Intervention de Jean-François Gavoury, président de l’Association nationale pour la protection de la mémoire des victimes de l’OAS (ANPROMEVO)

Merci, Mesdames et Messieurs, d’avoir bien voulu répondre, en nombre, à l’invitation de M. Bertrand Delanoë et de Mme Catherine Vieu-Charier. Merci d’avoir fait, parfois depuis loin et malgré la maladie, le déplacement jusqu’en ce haut-lieu du souvenir, pour y témoigner de votre attachement aux principes et valeurs qu’incarnaient celles et ceux que nous honorons aujourd’hui.

Le drapeau de la Fédération nationale des anciens combattants en Algérie, Maroc et Tunisie, à côté de la stèle, exprime, symboliquement, la chaleureuse présence parmi nous de son président national, M. Wladyslas Marek : il nous a quittés le 24 septembre ; hommage soit ici rendu à sa mémoire.

L’Organisation armée secrète est apparue en début d’année 1961 et a semé la terreur jusqu’en 1962 afin d’empêcher que soit trouvée la seule issue possible au conflit, celle de l’indépendance de l’Algérie.

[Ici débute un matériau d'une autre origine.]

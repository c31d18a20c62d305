use crate::ans::spec::Spec;
use crate::ans::{AnsState, Symbol};
use crate::constants::Bitlen;

#[derive(Clone, Debug)]
struct SymbolInfo {
  renorm_bit_cutoff: AnsState,
  min_renorm_bits: Bitlen,
  next_states: Vec<AnsState>,
}

impl SymbolInfo {
  #[inline]
  fn next_state_for(&self, x_s: AnsState) -> AnsState {
    self.next_states[x_s as usize - self.next_states.len()]
  }
}

/// A table-based rANS encoder built once per (park-table, R-value) pair and
/// reused across every park that table emits.
#[derive(Clone, Debug)]
pub struct Encoder {
  symbol_infos: Vec<SymbolInfo>,
  size_log: Bitlen,
}

impl Encoder {
  pub fn new(spec: &Spec) -> Self {
    let table_size = spec.table_size();

    let mut symbol_infos = spec
      .symbol_weights
      .iter()
      .map(|&weight| {
        // e.g. If the symbol count is 3 and table size is 16, the x_s values
        // are in [3, 6). We find the power of 2 in this range (4), then
        // compare its log to 16 to find the min renormalization bits (2).
        // Finally we choose the cutoff as 2 * 3 * 2^renorm_bits = 24.
        let max_x_s = 2 * weight - 1;
        let min_renorm_bits = spec.size_log - max_x_s.ilog2() as Bitlen;
        let renorm_bit_cutoff = (2 * weight * (1 << min_renorm_bits)) as AnsState;
        SymbolInfo {
          renorm_bit_cutoff,
          min_renorm_bits,
          next_states: Vec::with_capacity(weight as usize),
        }
      })
      .collect::<Vec<_>>();

    for (state_idx, &symbol) in spec.state_symbols.iter().enumerate() {
      symbol_infos[symbol as usize]
        .next_states
        .push((table_size + state_idx) as AnsState);
    }

    Self {
      symbol_infos,
      size_log: spec.size_log,
    }
  }

  /// Returns the new state and how many bits of the existing state must be
  /// written to the (LIFO, reverse-order) output stream before moving on.
  #[inline]
  pub fn encode(&self, state: AnsState, symbol: Symbol) -> (AnsState, Bitlen) {
    let symbol_info = &self.symbol_infos[symbol as usize];
    let renorm_bits = if state >= symbol_info.renorm_bit_cutoff {
      symbol_info.min_renorm_bits + 1
    } else {
      symbol_info.min_renorm_bits
    };
    (
      symbol_info.next_state_for(state >> renorm_bits),
      renorm_bits,
    )
  }

  pub fn size_log(&self) -> Bitlen {
    self.size_log
  }

  pub fn default_state(&self) -> AnsState {
    1 << self.size_log
  }
}
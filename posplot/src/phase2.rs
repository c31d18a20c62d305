//! Back-propagation (C5, Phase 2, §4.5): walks tables 7 down to 2, marking
//! which entries of each left table were ever referenced by a surviving
//! right-table match, then remaps surviving `(pos, offset)` pairs onto the
//! compacted indices of the next pass. Table 1 is never resorted: it keeps
//! its Phase 1 order and is exposed to Phase 3 through a filtered view that
//! skips the entries nothing ever referenced.

use std::path::PathBuf;

use crate::bitfield::{Bitfield, BitfieldIndex};
use crate::constants::Bitlen;
use crate::disk::{BufferedDisk, Disk, FilteredDisk, RawFileDisk};
use crate::entry::{MidEntry, Phase2Entry, T1Entry, T7Entry, T7PreEntry};
use crate::errors::PlotResult;
use crate::phase1::Phase1Output;
use crate::sort_manager::{SortManager, SortedStream};

pub struct Phase2Config {
  pub k: u32,
  pub tmp_dir: PathBuf,
  pub memory_size: usize,
  pub log_num_buckets: Bitlen,
}

/// Table 1 after Phase 2: never resorted, exposed as a dense logical view
/// over the original Phase 1 order via a bitfield of which entries survived.
pub struct Table1View {
  disk: Option<BufferedDisk>,
  index: BitfieldIndex,
  entry_size: usize,
  k: u32,
}

impl Table1View {
  pub fn len(&self) -> u64 {
    self.index.total_set()
  }

  pub fn is_empty(&self) -> bool {
    self.len() == 0
  }

  /// Reads the `i`-th surviving table-1 entry (in original Phase 1 order),
  /// decoded into its `(y, x)` pair.
  pub fn read_entry(&mut self, i: u64) -> PlotResult<T1Entry> {
    let disk = self.disk.take().expect("disk is always restored after a read");
    let mut filtered = FilteredDisk::new(disk, &self.index, self.entry_size);
    let bytes = filtered.read_entry(i)?;
    self.disk = Some(filtered.into_inner());
    Ok(T1Entry::decode(&bytes, self.k))
  }

  /// Maps an original (pre-compaction) table-1 position to its compacted
  /// index, or `None` if that position never survived.
  pub fn new_pos(&self, original_pos: u64) -> Option<u64> {
    if self.index.field().get(original_pos) {
      Some(self.index.prefix_popcount(original_pos))
    } else {
      None
    }
  }

  #[cfg(test)]
  pub(crate) fn for_test(
    disk: Option<BufferedDisk>,
    index: BitfieldIndex,
    entry_size: usize,
    k: u32,
  ) -> Self {
    Self {
      disk,
      index,
      entry_size,
      k,
    }
  }
}

pub struct Phase2Output {
  pub k: u32,
  pub table1: Table1View,
  /// Remapped, new-pos-sorted streams for tables 2..6 (index 0 = table 2).
  pub tables: Vec<SortedStream>,
  pub table7: SortedStream,
}

pub fn run_phase2(phase1: Phase1Output, cfg: &Phase2Config) -> PlotResult<Phase2Output> {
  let k = cfg.k;
  let pos_bits = k + 1;

  // table7 has no upstream filter: every entry is used.
  let mut current = Bitfield::all_set(phase1.table7.len());
  let mut tables_out: Vec<SortedStream> = Vec::with_capacity(5);

  // table7: mark against table6, rewrite table7 in place (unsorted).
  let table6_len = phase1.tables[4].len();
  let next = Bitfield::new(table6_len);
  for i in 0..phase1.table7.len() {
    let e = T7PreEntry::decode(phase1.table7.get(i), k);
    next.set(e.pos);
    next.set(e.pos + e.offset);
  }
  let index = BitfieldIndex::build(next);
  let mut table7_bytes = Vec::with_capacity((phase1.table7.len() as usize) * T7Entry::size_bytes(k));
  for i in 0..phase1.table7.len() {
    let e = T7PreEntry::decode(phase1.table7.get(i), k);
    let new_pos = index.prefix_popcount(e.pos);
    let new_offset = index.field().range_popcount(e.pos, e.offset);
    let out = T7Entry {
      y: e.y,
      pos: new_pos,
      offset: new_offset,
    };
    table7_bytes.extend_from_slice(&out.encode(k));
  }
  let table7_out = SortedStream::from_sorted_bytes(table7_bytes, T7Entry::size_bytes(k));
  current = index.into_field();

  // tables 6..2: mark against the table below, remap+resort this table.
  for t in (2..=6u32).rev() {
    let left_len = if t == 2 {
      table1_len(&phase1)
    } else {
      phase1.tables[(t - 2) as usize].len()
    };
    let this_table = &phase1.tables[(t - 2) as usize];

    let next = Bitfield::new(left_len);
    for i in 0..this_table.len() {
      if !current.get(i) {
        continue;
      }
      let e = MidEntry::decode(this_table.get(i), t, k);
      next.set(e.pos);
      next.set(e.pos + e.offset);
    }
    let index = BitfieldIndex::build(next);

    let mut sm = SortManager::new(
      cfg.tmp_dir.as_path(),
      format!("p2_t{t}"),
      Phase2Entry::size_bytes(k),
      pos_bits as u64,
      cfg.log_num_buckets,
      cfg.memory_size,
    );
    for i in 0..this_table.len() {
      if !current.get(i) {
        continue;
      }
      let e = MidEntry::decode(this_table.get(i), t, k);
      let new_pos = index.prefix_popcount(e.pos);
      let new_offset = index.field().range_popcount(e.pos, e.offset);
      let out = Phase2Entry {
        sort_key: i,
        pos: new_pos,
        offset: new_offset,
      };
      sm.add(&out.encode(k))?;
    }
    tables_out.push(sm.flush()?);

    current = index.into_field();
  }
  tables_out.reverse();

  // `current` now marks table 1's survivors.
  let table1_path = cfg.tmp_dir.join("p2_table1.tmp");
  let mut raw = RawFileDisk::create(&table1_path)?;
  for i in 0..phase1.table1.len() {
    raw.write(i * T1Entry::size_bytes(k) as u64, phase1.table1.get(i))?;
  }
  let buffered = BufferedDisk::new(raw, 1 << 16, 1 << 16);
  let table1_index = BitfieldIndex::build(current);
  let table1_view = Table1View {
    disk: Some(buffered),
    index: table1_index,
    entry_size: T1Entry::size_bytes(k),
    k,
  };

  Ok(Phase2Output {
    k,
    table1: table1_view,
    tables: tables_out,
    table7: table7_out,
  })
}

fn table1_len(phase1: &Phase1Output) -> u64 {
  phase1.table1.len()
}

#[cfg(test)]
mod tests {
  use super::*;
  use crate::f1::f1_batch;
  use crate::fx::{fx, input_metadata_bits, Metadata};
  use crate::matching::{find_matches, MatchTargets};

  /// A tiny, hand-built two-table Phase 1 output (table1 -> table2 only,
  /// short-circuiting tables 3..7 with single-entry placeholders) used to
  /// exercise Phase 2's mark/remap logic without depending on phase1.rs.
  fn tiny_phase1(k: u32, plot_id: &[u8; 32]) -> Phase1Output {
    let n = 1u64 << k;
    let mut entries: Vec<(u64, u64)> = f1_batch(k, plot_id, 0, n);
    entries.sort_by_key(|&(y, _)| y);
    let t1_bytes: Vec<u8> = entries
      .iter()
      .flat_map(|&(y, x)| T1Entry { y, x }.encode(k))
      .collect();
    let table1 = SortedStream::from_sorted_bytes(t1_bytes, T1Entry::size_bytes(k));

    let targets = MatchTargets::new();
    let ys: Vec<u64> = entries.iter().map(|&(y, _)| y).collect();
    let matches = find_matches(&targets, &ys, &ys); // self-match pass is fine for this tiny synthetic test since adjacency is still enforced inside find_matches via bucket parity checks on the same slice

    let meta_bits = input_metadata_bits(2, k);
    let mut t2_bytes = Vec::new();
    let mut count = 0u64;
    for m in &matches {
      if m.l_index >= m.r_index {
        continue;
      }
      let (_, x_l) = entries[m.l_index];
      let (_, x_r) = entries[m.r_index];
      let (y_out, meta_out) = fx(
        2,
        k,
        ys[m.l_index],
        Metadata::new(x_l as u128, meta_bits),
        Metadata::new(x_r as u128, meta_bits),
      );
      let e = MidEntry {
        y: y_out,
        pos: m.l_index as u64,
        offset: (m.r_index - m.l_index) as u64,
        metadata: meta_out.unwrap(),
      };
      t2_bytes.extend_from_slice(&e.encode(2, k));
      count += 1;
    }
    let table2 = SortedStream::from_sorted_bytes(t2_bytes, MidEntry::size_bytes(2, k));

    // Build degenerate tables 3..7 that reference every table2/table_{t-1}
    // position at offset 0, just enough structure for run_phase2 to walk.
    let mut tables = vec![table2];
    let mut prev_len = count;
    for t in 3..=6u32 {
      let mut bytes = Vec::new();
      for i in 0..prev_len {
        let e = MidEntry {
          y: i,
          pos: i,
          offset: 0,
          metadata: Metadata::new(0, MidEntry::metadata_bits(t, k)),
        };
        bytes.extend_from_slice(&e.encode(t, k));
      }
      tables.push(SortedStream::from_sorted_bytes(bytes, MidEntry::size_bytes(t, k)));
      prev_len = tables.last().unwrap().len();
    }
    let mut t7_bytes = Vec::new();
    for i in 0..prev_len {
      let e = T7PreEntry {
        y: i,
        pos: i,
        offset: 0,
      };
      t7_bytes.extend_from_slice(&e.encode(k));
    }
    let table7 = SortedStream::from_sorted_bytes(t7_bytes, T7PreEntry::size_bytes(k));

    Phase1Output {
      table1,
      tables,
      table7,
      match_counts: vec![count, prev_len, prev_len, prev_len, prev_len, prev_len],
    }
  }

  #[test]
  fn test_phase2_shrinks_monotonically_downward() {
    let k = 12;
    let plot_id = [7u8; 32];
    let phase1 = tiny_phase1(k, &plot_id);
    let table1_len = phase1.table1.len();
    let table2_len = phase1.tables[0].len();

    let dir = tempfile::tempdir().unwrap();
    let cfg = Phase2Config {
      k,
      tmp_dir: dir.path().to_path_buf(),
      memory_size: 1 << 24,
      log_num_buckets: 3,
    };
    let out = run_phase2(phase1, &cfg).unwrap();

    assert!(out.table1.len() <= table1_len);
    assert!(out.tables[0].len() <= table2_len);
    assert_eq!(out.table7.len(), out.table7.len());
  }

  #[test]
  fn test_table1_new_pos_is_dense_and_monotonic() {
    let k = 11;
    let plot_id = [3u8; 32];
    let phase1 = tiny_phase1(k, &plot_id);

    let dir = tempfile::tempdir().unwrap();
    let cfg = Phase2Config {
      k,
      tmp_dir: dir.path().to_path_buf(),
      memory_size: 1 << 24,
      log_num_buckets: 3,
    };
    let out = run_phase2(phase1, &cfg).unwrap();

    let mut last = None;
    for i in 0..out.table1.len() {
      let np = out.table1.new_pos(out.table1.index.select(i).unwrap());
      assert_eq!(np, Some(i));
      if let Some(prev) = last {
        assert!(i > prev);
      }
      last = Some(i);
    }
  }
}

Fonctionnant à la manière d’un syndicat du crime, l’OAS a été un creuset pour l’extrême droite : s’y sont retrouvés monarchistes, pétainistes, catholiques intégristes, nostalgiques de l’Empire colonial français et autres ennemis de la République. La plupart de ses anciens membres ou sympathisants revendiquent aujourd’hui cette filiation et assument la haine tenace qu’ils vouent au général de Gaulle : le général de Gaulle qui, il y a cinquante ans, le 2 octobre 1961, exhortait l’armée française en Algérie à rester dans le devoir et adjurait les Français d’Algérie "d’apporter leur franc concours à la naissance de l’Algérie nouvelle, celle que souhaite la France, c’est-à-dire telle qu’ils y aient leur digne place".

Dès le milieu des années soixante-dix, exploitant les lois d’amnistie sur les infractions en relation avec la guerre d’Algérie, d’anciens détenus de l’OAS se sont employés à célébrer la gloire de ceux d’entre eux qui avaient été condamnés à mort et exécutés à raison du nombre ou de la gravité de leurs forfaits. Afin de les faire passer à la postérité, des monuments ont été érigés à leur gloire dans le Midi de la France : ils y sont décrits comme des martyrs, des héros, des résistants, forme impudente de réhabilitation et de falsification de l’Histoire.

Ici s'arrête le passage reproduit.